= Tamil onomatopoeia =

Tamil language

Tamil onomatopoeia refers to the Tamil language words that phonetically imitates, resembles or suggests the source of the sound that it describes. The rules of Tamil onomatopoeia are laid down in the grammar book Tolkāppiyam from Sangam literature.

==Types==
There are two types of onomatopoeia described in Tamil namely, இரட்டைக் கிளவி ("irattai k-kilavi") and அடுக்குத் தொடர் ("atukku th-thodar").

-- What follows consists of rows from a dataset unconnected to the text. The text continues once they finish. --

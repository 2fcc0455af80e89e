//! HttpBackendClient against an in-process axum server.

use axum::extract::{Multipart, Path, Query, State};
use axum::http::StatusCode;
use axum::response::IntoResponse;
use axum::routing::{get, patch, post};
use axum::{Json, Router};
use course_companion::adapters::backend::HttpBackendClient;
use course_companion::domain::{Attachment, DomainError};
use course_companion::ports::BackendPort;
use serde_json::{Value, json};
use std::collections::HashMap;
use std::net::SocketAddr;
use std::sync::{Arc, Mutex};
use std::time::Duration;

#[derive(Debug, Clone)]
struct UploadedPart {
    field: String,
    file_name: Option<String>,
    content_type: Option<String>,
    bytes: Vec<u8>,
}

#[derive(Default)]
struct Recorded {
    uploads: Mutex<Vec<(String, Vec<UploadedPart>)>>,
    deleted: Mutex<Vec<(String, String)>>,
    renamed: Mutex<Vec<(String, String, String)>>,
    limits: Mutex<Vec<String>>,
}

type AppState = Arc<Recorded>;

async fn health() -> Json<Value> {
    Json(json!({"status": "ok", "service": "rag"}))
}

async fn collection_status(Path(course_id): Path<String>) -> impl IntoResponse {
    if course_id == "missing" {
        return (StatusCode::NOT_FOUND, "").into_response();
    }
    Json(json!({
        "exists": true,
        "document_count": 12,
        "collection_name": format!("course_{}", course_id)
    }))
    .into_response()
}

async fn list_chats(
    State(state): State<AppState>,
    Path(course_id): Path<String>,
    Query(params): Query<HashMap<String, String>>,
) -> Json<Value> {
    state
        .limits
        .lock()
        .unwrap()
        .push(params.get("limit").cloned().unwrap_or_default());
    let chats = json!([
        {"session_id": "s1", "title": "Exam prep", "updated_at": "2024-03-01T10:00:00Z", "message_count": 4},
        {"session_id": "s2"}
    ]);
    if course_id == "bare" {
        Json(chats)
    } else {
        Json(json!({ "chats": chats }))
    }
}

async fn get_chat(Path((_course_id, session_id)): Path<(String, String)>) -> impl IntoResponse {
    if session_id == "missing" {
        return (StatusCode::NOT_FOUND, "Chat not found").into_response();
    }
    Json(json!({
        "session_id": session_id,
        "title": "Exam prep",
        "messages": [
            {"role": "user", "content": "When is the midterm?"},
            {"role": "assistant", "content": "Week 8."}
        ]
    }))
    .into_response()
}

async fn delete_chat(
    State(state): State<AppState>,
    Path((course_id, session_id)): Path<(String, String)>,
) -> StatusCode {
    state.deleted.lock().unwrap().push((course_id, session_id));
    StatusCode::NO_CONTENT
}

async fn rename_chat(
    State(state): State<AppState>,
    Path((course_id, session_id)): Path<(String, String)>,
    Json(body): Json<Value>,
) -> Json<Value> {
    let title = body["title"].as_str().unwrap_or_default().to_string();
    state
        .renamed
        .lock()
        .unwrap()
        .push((course_id, session_id, title));
    Json(json!({"ok": true}))
}

async fn upload(
    State(state): State<AppState>,
    Query(params): Query<HashMap<String, String>>,
    mut multipart: Multipart,
) -> impl IntoResponse {
    let course_id = params.get("course_id").cloned().unwrap_or_default();
    if course_id == "fail" {
        return (StatusCode::INTERNAL_SERVER_ERROR, "vector store offline").into_response();
    }
    let mut parts = Vec::new();
    while let Some(field) = multipart.next_field().await.unwrap() {
        let field_name = field.name().unwrap_or_default().to_string();
        let file_name = field.file_name().map(str::to_string);
        let content_type = field.content_type().map(str::to_string);
        let bytes = field.bytes().await.unwrap().to_vec();
        parts.push(UploadedPart {
            field: field_name,
            file_name,
            content_type,
            bytes,
        });
    }
    let count = parts.len();
    state.uploads.lock().unwrap().push((course_id.clone(), parts));
    Json(json!({
        "message": format!("Uploaded {} files", count),
        "uploaded": count,
        "failed": [],
        "course_id": course_id
    }))
    .into_response()
}

async fn serve(router: Router) -> SocketAddr {
    let listener = tokio::net::TcpListener::bind("127.0.0.1:0").await.unwrap();
    let addr = listener.local_addr().unwrap();
    tokio::spawn(async move {
        axum::serve(listener, router).await.unwrap();
    });
    addr
}

async fn start_backend() -> (HttpBackendClient, AppState) {
    let state = AppState::default();
    let router = Router::new()
        .route("/", get(health))
        .route("/collections/:course_id/status", get(collection_status))
        .route("/chats/:course_id", get(list_chats))
        .route("/chats/:course_id/:session_id", get(get_chat).delete(delete_chat))
        .route("/chats/:course_id/:session_id/title", patch(rename_chat))
        .route("/upload_pdfs", post(upload))
        .with_state(Arc::clone(&state));
    let addr = serve(router).await;
    let client = HttpBackendClient::new(&format!("http://{}", addr), Duration::from_secs(5)).unwrap();
    (client, state)
}

#[tokio::test]
async fn test_health_check_ok() {
    let (client, _) = start_backend().await;
    assert!(client.health_check().await);
}

#[tokio::test]
async fn test_health_check_false_when_unreachable_or_degraded() {
    let listener = std::net::TcpListener::bind("127.0.0.1:0").unwrap();
    let addr = listener.local_addr().unwrap();
    drop(listener);
    let client = HttpBackendClient::new(&format!("http://{}", addr), Duration::from_secs(2)).unwrap();
    assert!(!client.health_check().await);

    let degraded = Router::new().route("/", get(|| async { Json(json!({"status": "degraded"})) }));
    let addr = serve(degraded).await;
    let client = HttpBackendClient::new(&format!("http://{}", addr), Duration::from_secs(2)).unwrap();
    assert!(!client.health_check().await);
}

#[tokio::test]
async fn test_collection_status_keeps_unknown_fields() {
    let (client, _) = start_backend().await;
    let status = client.collection_status("7").await.unwrap();
    assert_eq!(status.exists, Some(true));
    assert_eq!(status.document_count, Some(12));
    assert_eq!(status.extra["collection_name"], "course_7");
}

#[tokio::test]
async fn test_http_error_with_empty_body_uses_reason() {
    let (client, _) = start_backend().await;
    match client.collection_status("missing").await {
        Err(DomainError::Http { status, message }) => {
            assert_eq!(status, 404);
            assert_eq!(message, "Not Found");
        }
        other => panic!("expected Http error, got {:?}", other),
    }
}

#[tokio::test]
async fn test_list_chats_wrapped_and_bare() {
    let (client, state) = start_backend().await;
    let wrapped = client.list_chats("7", 20).await.unwrap();
    let bare = client.list_chats("bare", 5).await.unwrap();
    assert_eq!(wrapped, bare);
    assert_eq!(wrapped.len(), 2);
    assert_eq!(wrapped[0].title, "Exam prep");
    assert_eq!(wrapped[0].message_count, 4);
    assert_eq!(wrapped[1].session_id, "s2");
    assert_eq!(wrapped[1].title, "");
    assert_eq!(*state.limits.lock().unwrap(), ["20", "5"]);
}

#[tokio::test]
async fn test_get_chat_and_not_found() {
    let (client, _) = start_backend().await;
    let detail = client.get_chat("7", "s1").await.unwrap();
    assert_eq!(detail.session_id, "s1");
    assert_eq!(detail.messages.len(), 2);
    assert_eq!(detail.messages[1].role, "assistant");

    match client.get_chat("7", "missing").await {
        Err(DomainError::Http { status, message }) => {
            assert_eq!(status, 404);
            assert_eq!(message, "Chat not found");
        }
        other => panic!("expected Http error, got {:?}", other),
    }
}

#[tokio::test]
async fn test_delete_and_rename_chat() {
    let (client, state) = start_backend().await;
    client.delete_chat("7", "s1").await.unwrap();
    client.rename_chat("7", "s2", "Final review").await.unwrap();
    assert_eq!(
        *state.deleted.lock().unwrap(),
        [("7".to_string(), "s1".to_string())]
    );
    assert_eq!(
        *state.renamed.lock().unwrap(),
        [(
            "7".to_string(),
            "s2".to_string(),
            "Final review".to_string()
        )]
    );
}

#[tokio::test]
async fn test_upload_sends_one_files_part_per_attachment() {
    let (client, state) = start_backend().await;
    let attachments = vec![
        Attachment {
            file_name: "syllabus.pdf".into(),
            mime_type: "application/pdf".into(),
            bytes: b"%PDF-1.4".to_vec(),
        },
        Attachment {
            file_name: "notes.md".into(),
            mime_type: "text/markdown".into(),
            bytes: b"# Week 1".to_vec(),
        },
    ];
    let receipt = client.upload_materials("42", attachments).await.unwrap();
    assert_eq!(receipt.message.as_deref(), Some("Uploaded 2 files"));
    assert_eq!(receipt.uploaded, 2);
    assert!(receipt.failed.is_empty());
    assert_eq!(receipt.extra["course_id"], "42");

    let uploads = state.uploads.lock().unwrap();
    assert_eq!(uploads.len(), 1);
    let (course_id, parts) = &uploads[0];
    assert_eq!(course_id, "42");
    assert!(parts.iter().all(|p| p.field == "files"));
    assert_eq!(parts[0].file_name.as_deref(), Some("syllabus.pdf"));
    assert_eq!(parts[0].content_type.as_deref(), Some("application/pdf"));
    assert_eq!(parts[0].bytes, b"%PDF-1.4");
    assert_eq!(parts[1].file_name.as_deref(), Some("notes.md"));
}

#[tokio::test]
async fn test_upload_failure_maps_status() {
    let (client, state) = start_backend().await;
    let attachments = vec![Attachment {
        file_name: "a.pdf".into(),
        mime_type: "application/pdf".into(),
        bytes: vec![1, 2, 3],
    }];
    match client.upload_materials("fail", attachments).await {
        Err(DomainError::Http { status, message }) => {
            assert_eq!(status, 500);
            assert_eq!(message, "Internal Server Error");
        }
        other => panic!("expected Http error, got {:?}", other),
    }
    assert!(state.uploads.lock().unwrap().is_empty());
}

=== ("irattai k-kilavi")===
Irattai kilavi consists of two words paired with one another which does not give a stand alone meaning when separated (an example is 'துறுதுறு' in 'துறுதுறு என்ற விழிகள்'). In the second book of Tolkāppiyam, the first chapter of Kilāviyakkam describes:

இரட்டைக் கிளவி இரட்டின் பிரித்து இகைய
irattaik kilavi irattin piritu icaiya
doubled word from its doubling does not stand

There are three types of doublets described. In the first type, a single word with an adjectival quality is repeated while in the second type, the word may be nominal or verbal. The third type consists of two words with opposite meanings coupled with each other.

=== ("atukku th-thodar")===
Atukku thodar consists of two words stacked after one another which give a different meaning when separated (an example is 'பிடி பிடி பிடி').